◆ EXERCISE BRIEF ◆
Return the lines below in which the string "GitHubStore" occurs.

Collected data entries
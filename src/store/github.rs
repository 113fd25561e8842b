//! Document store on top of the GitHub repository contents API.
//!
//! Each logical path is a JSON file under the configured data directory of a
//! single branch. The file's blob `sha` doubles as the version token, and
//! GitHub refuses a `PUT` whose `sha` no longer matches the branch head's
//! blob, which gives us compare-and-swap per file.
//!
//! ```text
//! GET /repos/{owner}/{repo}/contents/{dir}/{path}.json?ref={branch}
//! PUT /repos/{owner}/{repo}/contents/{dir}/{path}.json
//!     { "message", "content": base64, "branch", "sha"? }
//! ```

use super::{DocumentStore, VersionToken, Versioned};
use crate::auth::AccessToken;
use crate::config::GitHubConfig;
use crate::error::AppError;
use async_trait::async_trait;
use base64::Engine;
use reqwest::{Client, Method, RequestBuilder, StatusCode};
use serde::{Deserialize, Serialize};
use serde_json::Value;
use std::time::Duration;
use tracing::{info, warn};

const USER_AGENT: &str = concat!("reflex-board-server/", env!("CARGO_PKG_VERSION"));
const API_VERSION: &str = "2022-11-28";

#[derive(Debug, Deserialize)]
struct ContentsResponse {
    sha: String,
    #[serde(default)]
    content: String,
    #[serde(default)]
    encoding: String,
}

#[derive(Debug, Serialize)]
struct PutContentsRequest<'a> {
    message: &'a str,
    content: String,
    branch: &'a str,
    #[serde(skip_serializing_if = "Option::is_none")]
    sha: Option<&'a str>,
}

#[derive(Debug, Deserialize)]
struct PutContentsResponse {
    content: PutContentMeta,
}

#[derive(Debug, Deserialize)]
struct PutContentMeta {
    sha: String,
}

/// One logical operation's view of the repository.
///
/// Built with a freshly obtained token and dropped when the operation ends.
pub struct GitHubStore {
    client: Client,
    config: GitHubConfig,
    token: AccessToken,
}

pub fn build_client(timeout_secs: u64) -> Result<Client, AppError> {
    Client::builder()
        .timeout(Duration::from_secs(timeout_secs))
        .user_agent(USER_AGENT)
        .build()
        .map_err(|e| AppError::Internal(format!("HTTP client setup failed: {}", e)))
}

impl GitHubStore {
    pub fn new(client: Client, config: GitHubConfig, token: AccessToken) -> Self {
        GitHubStore {
            client,
            config,
            token,
        }
    }

    fn file_path(&self, path: &str) -> String {
        let prefix = self.config.path_prefix.trim_matches('/');
        if prefix.is_empty() {
            format!("{}.json", path)
        } else {
            format!("{}/{}.json", prefix, path)
        }
    }

    fn contents_url(&self, path: &str) -> String {
        format!(
            "{}/repos/{}/{}/contents/{}",
            self.config.api_base.trim_end_matches('/'),
            self.config.owner,
            self.config.repo,
            self.file_path(path)
        )
    }

    fn request(&self, method: Method, path: &str) -> RequestBuilder {
        self.client
            .request(method, self.contents_url(path))
            .bearer_auth(self.token.secret())
            .header("Accept", "application/vnd.github+json")
            .header("X-GitHub-Api-Version", API_VERSION)
    }
}

fn transport_error(path: &str, e: reqwest::Error) -> AppError {
    warn!(path, error = %e, "store request failed");
    AppError::Transient(format!("{}: {}", path, e))
}

/// Map a non-success response onto the store error taxonomy.
fn classify_failure(status: StatusCode, path: &str, creating: bool) -> AppError {
    match status.as_u16() {
        404 => AppError::NotFound(path.to_string()),
        401 | 403 => AppError::AccessDenied(format!("{} ({})", path, status)),
        409 => AppError::VersionConflict {
            path: path.to_string(),
        },
        // A create without `sha` on an existing file is rejected as unprocessable.
        422 if creating => AppError::VersionConflict {
            path: path.to_string(),
        },
        429 | 500..=599 => AppError::Transient(format!("{} ({})", path, status)),
        _ => AppError::Internal(format!("unexpected status {} for {}", status, path)),
    }
}

fn decode_content(path: &str, encoding: &str, content: &str) -> Result<Value, AppError> {
    if encoding != "base64" {
        return Err(AppError::Internal(format!(
            "{}: unsupported content encoding '{}'",
            path, encoding
        )));
    }
    // GitHub wraps the payload at 60 columns.
    let compact: String = content.chars().filter(|c| !c.is_whitespace()).collect();
    let bytes = base64::engine::general_purpose::STANDARD
        .decode(compact)
        .map_err(|e| AppError::Internal(format!("{}: invalid base64 content: {}", path, e)))?;
    Ok(serde_json::from_slice(&bytes)?)
}

fn encode_content(document: &Value) -> Result<String, AppError> {
    let mut bytes = serde_json::to_vec_pretty(document)?;
    bytes.push(b'\n');
    Ok(base64::engine::general_purpose::STANDARD.encode(bytes))
}

#[async_trait]
impl DocumentStore for GitHubStore {
    async fn read(&self, path: &str) -> Result<Versioned<Value>, AppError> {
        let response = self
            .request(Method::GET, path)
            .query(&[("ref", self.config.branch.as_str())])
            .send()
            .await
            .map_err(|e| transport_error(path, e))?;

        let status = response.status();
        if !status.is_success() {
            return Err(classify_failure(status, path, false));
        }

        let body: ContentsResponse = response
            .json()
            .await
            .map_err(|e| transport_error(path, e))?;
        Ok(Versioned {
            document: decode_content(path, &body.encoding, &body.content)?,
            version: VersionToken::new(body.sha),
        })
    }

    async fn write(
        &self,
        path: &str,
        document: &Value,
        expected: Option<&VersionToken>,
        description: &str,
    ) -> Result<VersionToken, AppError> {
        let body = PutContentsRequest {
            message: description,
            content: encode_content(document)?,
            branch: &self.config.branch,
            sha: expected.map(VersionToken::as_str),
        };

        let response = self
            .request(Method::PUT, path)
            .json(&body)
            .send()
            .await
            .map_err(|e| transport_error(path, e))?;

        let status = response.status();
        if !status.is_success() {
            let err = classify_failure(status, path, expected.is_none());
            if err.is_retryable() {
                warn!(path, %status, "conditional write rejected");
            }
            return Err(err);
        }

        let written: PutContentsResponse = response
            .json()
            .await
            .map_err(|e| transport_error(path, e))?;
        info!(path, sha = %written.content.sha, description, "document committed");
        Ok(VersionToken::new(written.content.sha))
    }
}

#[cfg(test)]
mod tests {
    use super::*;
    use chrono::{Duration as ChronoDuration, Utc};
    use serde_json::json;

    fn store(prefix: &str) -> GitHubStore {
        GitHubStore::new(
            Client::new(),
            GitHubConfig {
                api_base: "https://api.github.com/".into(),
                owner: "acme".into(),
                repo: "reflex-data".into(),
                branch: "main".into(),
                path_prefix: prefix.into(),
                token: None,
                token_lifetime_secs: 3600,
                installation_id: None,
                signing_key_path: None,
            },
            AccessToken::new("t0k3n", Utc::now() + ChronoDuration::hours(1)),
        )
    }

    #[test]
    fn test_contents_url_layout() {
        assert_eq!(
            store("/data/").contents_url("archive/season-3"),
            "https://api.github.com/repos/acme/reflex-data/contents/data/archive/season-3.json"
        );
        assert_eq!(
            store("").contents_url("leaderboard"),
            "https://api.github.com/repos/acme/reflex-data/contents/leaderboard.json"
        );
    }

    #[test]
    fn test_decode_wrapped_base64() {
        let encoded = encode_content(&json!({"entries": [], "season": 4})).unwrap();
        let wrapped = format!("{}\n{}\n", &encoded[..10], &encoded[10..]);
        let decoded = decode_content("leaderboard", "base64", &wrapped).unwrap();
        assert_eq!(decoded, json!({"entries": [], "season": 4}));
    }

    #[test]
    fn test_decode_rejects_unknown_encoding() {
        assert!(decode_content("leaderboard", "none", "").is_err());
    }

    #[test]
    fn test_status_classification() {
        let path = "leaderboard";
        assert!(matches!(
            classify_failure(StatusCode::NOT_FOUND, path, false),
            AppError::NotFound(_)
        ));
        assert!(matches!(
            classify_failure(StatusCode::FORBIDDEN, path, false),
            AppError::AccessDenied(_)
        ));
        assert!(matches!(
            classify_failure(StatusCode::CONFLICT, path, false),
            AppError::VersionConflict { .. }
        ));
        assert!(matches!(
            classify_failure(StatusCode::UNPROCESSABLE_ENTITY, path, true),
            AppError::VersionConflict { .. }
        ));
        assert!(matches!(
            classify_failure(StatusCode::UNPROCESSABLE_ENTITY, path, false),
            AppError::Internal(_)
        ));
        assert!(matches!(
            classify_failure(StatusCode::BAD_GATEWAY, path, false),
            AppError::Transient(_)
        ));
        assert!(matches!(
            classify_failure(StatusCode::TOO_MANY_REQUESTS, path, false),
            AppError::Transient(_)
        ));
    }

    #[test]
    fn test_put_body_omits_sha_on_create() {
        let body = PutContentsRequest {
            message: "Archive season 2",
            content: "e30=".into(),
            branch: "main",
            sha: None,
        };
        let json = serde_json::to_value(&body).unwrap();
        assert!(json.get("sha").is_none());
        assert_eq!(json["branch"], "main");
    }
}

◆ SOLUTION FOR THIS EXERCISE ◆
pub struct GitHubStore {
impl GitHubStore {
        GitHubStore {
impl DocumentStore for GitHubStore {
    fn store(prefix: &str) -> GitHubStore {
        GitHubStore::new(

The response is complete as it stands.